The project will start from previous research results obtained through the PON project - HUMAN HEALTH AND BIOTECHNOLOGY sector, Project "HIPPOCRATES PON02_00355_2964193: Development of Micro and Nano-Technologies and Advanced Systems for Human Health", presented to the MIUR by the Sicily Micro and Nano Systems District (implementing subject) and approved for funding with DM Prot. 427/RIC of 19.07.2012), that have allowed to obtain excellent results in the treatment of liver cancer through advanced prototypes of molecular nanosystems based on a biocompatible synthetic polyamine acid, (SmartDrug for Liver – LSD1) that have been the subject of a patent filing (Inventors: G. Pitarresi, M. Cervello, A. Azzolina, R. Puleio, G.R. Loria, S. Puleo, G. Giammona "Nanoparticles for the controlled release of Sorafenib" Application number: 102017000017594, submission date 16/02/2017, property: Distretto Tecnologico Sicilia Micro e Nano Sistemi S.C.A.R.L.).
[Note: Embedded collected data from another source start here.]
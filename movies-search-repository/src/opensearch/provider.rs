//! OpenSearch provider implementation.
//!
//! This module provides the concrete implementation of
//! `SearchIndexProvider` using the OpenSearch Rust crate.

use async_trait::async_trait;
use opensearch::{
    http::request::JsonBody,
    http::transport::{SingleNodeConnectionPool, TransportBuilder},
    indices::{IndicesCreateParts, IndicesExistsParts},
    BulkParts, GetParts, OpenSearch, SearchParts,
};
use serde_json::{json, Value};
use tracing::{debug, error, info};
use url::Url;

use movies_search_shared::EntityKind;

use crate::errors::SearchIndexError;
use crate::interfaces::SearchIndexProvider;
use crate::opensearch::index_config;
use crate::types::{BulkDocument, PageRequest};

/// OpenSearch provider implementation.
///
/// Owns a single process-wide client over a connection pool; the client
/// is reused across all sync batches and query requests.
pub struct OpenSearchProvider {
    client: OpenSearch,
}

impl OpenSearchProvider {
    /// Create a new OpenSearch provider connected to the specified URL.
    pub fn new(url: &str) -> Result<Self, SearchIndexError> {
        let parsed_url =
            Url::parse(url).map_err(|e| SearchIndexError::connection(e.to_string()))?;

        let conn_pool = SingleNodeConnectionPool::new(parsed_url);
        let transport = TransportBuilder::new(conn_pool)
            .disable_proxy()
            .build()
            .map_err(|e| SearchIndexError::connection(e.to_string()))?;

        let client = OpenSearch::new(transport);

        info!(url = %url, "Created OpenSearch provider");

        Ok(Self { client })
    }

    /// Create one index with its settings if it does not already exist.
    async fn ensure_index(&self, kind: EntityKind) -> Result<(), SearchIndexError> {
        let index = kind.index();

        let exists = self
            .client
            .indices()
            .exists(IndicesExistsParts::Index(&[index]))
            .send()
            .await
            .map_err(|e| SearchIndexError::connection(e.to_string()))?;

        if exists.status_code().is_success() {
            debug!(index = %index, "Index already exists");
            return Ok(());
        }

        let response = self
            .client
            .indices()
            .create(IndicesCreateParts::Index(index))
            .body(index_config::index_settings(kind))
            .send()
            .await
            .map_err(|e| SearchIndexError::index_creation(e.to_string()))?;

        let status = response.status_code();
        if !status.is_success() {
            let error_body = response.text().await.unwrap_or_default();
            error!(index = %index, status = %status, body = %error_body, "Index creation failed");
            return Err(SearchIndexError::index_creation(format!(
                "Creating index {} failed with status {}: {}",
                index, status, error_body
            )));
        }

        info!(index = %index, "Created index");
        Ok(())
    }

    /// Extract the first item-level error reason from a bulk response body.
    fn first_bulk_error(body: &Value) -> String {
        body["items"]
            .as_array()
            .into_iter()
            .flatten()
            .filter_map(|item| item.get("index"))
            .find_map(|action| action.get("error"))
            .map(|err| err.to_string())
            .unwrap_or_else(|| "unknown bulk failure".to_string())
    }
}

#[async_trait]
impl SearchIndexProvider for OpenSearchProvider {
    async fn ensure_indexes_exist(&self) -> Result<(), SearchIndexError> {
        for kind in EntityKind::ALL {
            self.ensure_index(kind).await?;
        }
        Ok(())
    }

    /// Upsert a batch of documents with a single `_bulk` request.
    ///
    /// Each document is written with an `index` action keyed by its id,
    /// so an already-present document is overwritten rather than
    /// duplicated. Item-level failures fail the whole batch.
    async fn bulk_upsert(
        &self,
        index: &str,
        documents: &[BulkDocument],
    ) -> Result<(), SearchIndexError> {
        if documents.is_empty() {
            return Ok(());
        }

        let mut body: Vec<JsonBody<Value>> = Vec::with_capacity(documents.len() * 2);
        for doc in documents {
            body.push(json!({ "index": { "_id": doc.id } }).into());
            body.push(doc.source.clone().into());
        }

        let response = self
            .client
            .bulk(BulkParts::Index(index))
            .body(body)
            .send()
            .await
            .map_err(|e| SearchIndexError::connection(e.to_string()))?;

        let status = response.status_code();
        if !status.is_success() {
            let error_body = response.text().await.unwrap_or_default();
            error!(index = %index, status = %status, body = %error_body, "Bulk request failed");
            return Err(SearchIndexError::bulk_index(format!(
                "Bulk upsert failed with status {}: {}",
                status, error_body
            )));
        }

        let response_body: Value = response
            .json()
            .await
            .map_err(|e| SearchIndexError::parse(e.to_string()))?;

        if response_body["errors"].as_bool().unwrap_or(false) {
            let reason = Self::first_bulk_error(&response_body);
            error!(index = %index, reason = %reason, "Bulk upsert reported item failures");
            return Err(SearchIndexError::bulk_index(reason));
        }

        debug!(index = %index, count = documents.len(), "Bulk upsert complete");
        Ok(())
    }

    async fn get_document(
        &self,
        index: &str,
        id: &str,
    ) -> Result<Option<Value>, SearchIndexError> {
        let response = self
            .client
            .get(GetParts::IndexId(index, id))
            .send()
            .await
            .map_err(|e| SearchIndexError::connection(e.to_string()))?;

        let status = response.status_code();

        // 404 means the document is absent, which is a normal outcome
        if status.as_u16() == 404 {
            return Ok(None);
        }

        if !status.is_success() {
            let error_body = response.text().await.unwrap_or_default();
            error!(index = %index, status = %status, body = %error_body, "Get request failed");
            return Err(SearchIndexError::search(format!(
                "Get failed with status {}: {}",
                status, error_body
            )));
        }

        let body: Value = response
            .json()
            .await
            .map_err(|e| SearchIndexError::parse(e.to_string()))?;

        Ok(body.get("_source").cloned())
    }

    async fn search_page(
        &self,
        index: &str,
        page: &PageRequest,
    ) -> Result<Vec<Value>, SearchIndexError> {
        let query = match page.rating_floor {
            Some(floor) => json!({ "range": { "rating": { "gte": floor } } }),
            None => json!({ "match_all": {} }),
        };

        let direction = if page.sort_descending { "desc" } else { "asc" };
        let sort = format!("{}:{}", page.sort_field, direction);

        let response = self
            .client
            .search(SearchParts::Index(&[index]))
            .from(page.offset)
            .size(page.size)
            .sort(&[sort.as_str()])
            .body(json!({ "query": query }))
            .send()
            .await
            .map_err(|e| SearchIndexError::connection(e.to_string()))?;

        let status = response.status_code();
        if !status.is_success() {
            let error_body = response.text().await.unwrap_or_default();
            error!(index = %index, status = %status, body = %error_body, "Search request failed");
            return Err(SearchIndexError::search(format!(
                "Search failed with status {}: {}",
                status, error_body
            )));
        }

        let body: Value = response
            .json()
            .await
            .map_err(|e| SearchIndexError::parse(e.to_string()))?;

        let hits = body["hits"]["hits"]
            .as_array()
            .cloned()
            .unwrap_or_default();

        Ok(hits
            .into_iter()
            .filter_map(|hit| hit.get("_source").cloned())
            .collect())
    }
}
In detail, nanoparticles based on a brush copolymer marked PHEA-BIB-ButMA (PBB) were made and characterized, synthesized in turn by Atom Transfer Radical Polymerization (ATRP) starting from a,b-poly(N-2-hydroxyethyl)-D,L-aspartamide (PHEA) and butylmethacrylate. Both empty and Sorafenib-containing PBB nanoparticles were prepared using the dialysis method and showed a spherical shape, size of about 200 nm, negative zeta potential and the ability to allow a prolonged release of Sorafenib in physiological fluid. These nanoparticles are stable even after storage for three months at different temperatures.
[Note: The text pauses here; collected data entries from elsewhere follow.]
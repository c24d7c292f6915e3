//! Cache store abstraction and implementations.

pub mod keys;
pub mod redis;

use std::time::Duration;

use async_trait::async_trait;
use thiserror::Error;

pub use redis::RedisCache;

/// Errors from the cache backend.
///
/// These never escape a query service read path: a failing cache
/// degrades the request to a direct index read.
#[derive(Error, Debug)]
pub enum CacheError {
    /// The cache backend was unreachable or rejected the command.
    #[error("Cache backend error: {0}")]
    Backend(String),
}

impl CacheError {
    /// Create a backend error.
    pub fn backend(msg: impl Into<String>) -> Self {
        Self::Backend(msg.into())
    }
}

/// A key-value cache with per-entry expiration.
///
/// Values are serialized entities or entity lists. Entries are owned by
/// the query service that wrote them and last-write-wins on concurrent
/// writes; flushing the cache affects freshness only, never correctness.
#[async_trait]
pub trait CacheStore: Send + Sync {
    /// Fetch the value stored under `key`, if any.
    async fn get(&self, key: &str) -> Result<Option<String>, CacheError>;

    /// Store `value` under `key` with the given time-to-live.
    async fn set(&self, key: &str, value: &str, ttl: Duration) -> Result<(), CacheError>;
}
In vitro studies have shown better efficacy of PBB nanoparticles containing Sorafenib compared to the free drug. In vivo studies in a xenograft model of liver cancer implanted in mice have shown a significant increase in the efficacy of such sorafenib-containing nanoparticles in inhibiting tumor growth compared to free Sorafenib, after intraperitoneal administration. In addition, in vivo biodistribution studies have shown that PBB nanoparticles containing Sorafenib accumulate preferentially in the tumor solid mass while their presence in other organs is lower than that shown by the non-conveyed drug. Therefore, the results obtained from these studies suggest that these nanoparticles represent excellent potential candidates for the direct release of Sorafenib in the treatment of HCC.
The ultimate goal will be the engineering and optimization of these systems up to their technological validation in the industrial field, in order to attract capital investments in the Sicily region by pharmaceutical multinationals such as Bayer which is the pharmaceutical company that has Sorafenib on the market.